Ebû Ubeyde İslâm'a ilk girenlerdendi. Hz. Ebû Bekir İslâm'a gir­dikten bir gün sonra müslüman olmuştur. İslâm'a' girişi de Hz. Ebû Bekir'in aracılığı iledir. Hz. Ebû Bekir, onu, Abdurrahman İbn Avf'ı, Os­man İbn Maz'un'u ve el-Erkam İbn el-Erkam'ı Hz. Peygamber'e götür­müş, onlar Hz. Peygamber'in huzurunda Kelime-i Şehâdeti getirmişler ve böylece yüce İslâm binasının ilk temel taşları olmuşlardır.
Ebû Ubeyde, başlangıcından sonuna kadar Mekke'de müslüman-lann geçirdiği sıkıntılı hayatı yaşamıştır. İlk müslümanla birlikte yer­yüzünde hiçbir din sahibinin karşılaşmadığı şiddet, sıkıntı, acı ve üzün­tülere göğüs germiştir. Allah Tealâ'nin dünyada onlara gösterdiği bu acı tecrübede sebat göstermiş, Allah ve Rasûlüne her durumda bağlı kalacağını isbat etmiştir.
Fakat Ebû Ubeyde'nin Bedir'de çektiği sıkıntının şiddeti akılları şaşırtmış, hayâllerin üstüne çıkmıştır.

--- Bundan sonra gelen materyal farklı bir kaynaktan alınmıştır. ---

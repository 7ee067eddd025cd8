//! Tool executor adapters
//!
//! [`SimulatedToolExecutor`] answers every scheduling tool with canned data;
//! real calendar and spreadsheet backends plug in behind the same
//! [`ToolExecutorPort`](agendai_application::ToolExecutorPort).

mod simulated;

pub use simulated::SimulatedToolExecutor;
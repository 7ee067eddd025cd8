//! Use cases
//!
//! Application-level operations that orchestrate domain logic.

pub mod conversation_session;
pub mod dispatch_loop;
pub mod handle_intent;
pub mod shared;
mod tool_helpers;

Bedir savaşında Ebû Ubeyde ölümü hiçe sayarak saflar arasında dolaşmaya başlamıştı. Müşrikler ondan korkuyorlardı. O önüne gelen herkese saldırıyordu. Kureyş süvarileri de ondan çekiniyorlar, nerede olursa olsun, onunla karşılaşmamaya çahşıyorlrdı. Ama müşriklerden birisi her yerde Ebû Ubeyde'nin karşısına çıkıyordu. Ebû Ubeyde ise, onu görünce yolunu değiştirip onunla karşılaşmak istemiyordu. Adarn ise, ona saldırmakta ısrar ediyordu. Fakat Ebû Ubeyde devamlı ondan kaçıyordu. Adam Ebû Ebeyde'nin geçeceği yollan kapatıp Allah düş­manlarıyla savaşmasına engel oluyordu. Ebû Ubeyde'nin sabrı taşınca, kılıçla başına öyle bir vurdu ki, adamın başı ikiye ayrıldı ve adam yere yıkıldı.
Değerli okuyucu! Bu yuvarlanıp düşen adamın kim olduğunu tah­min etmeye çalışma!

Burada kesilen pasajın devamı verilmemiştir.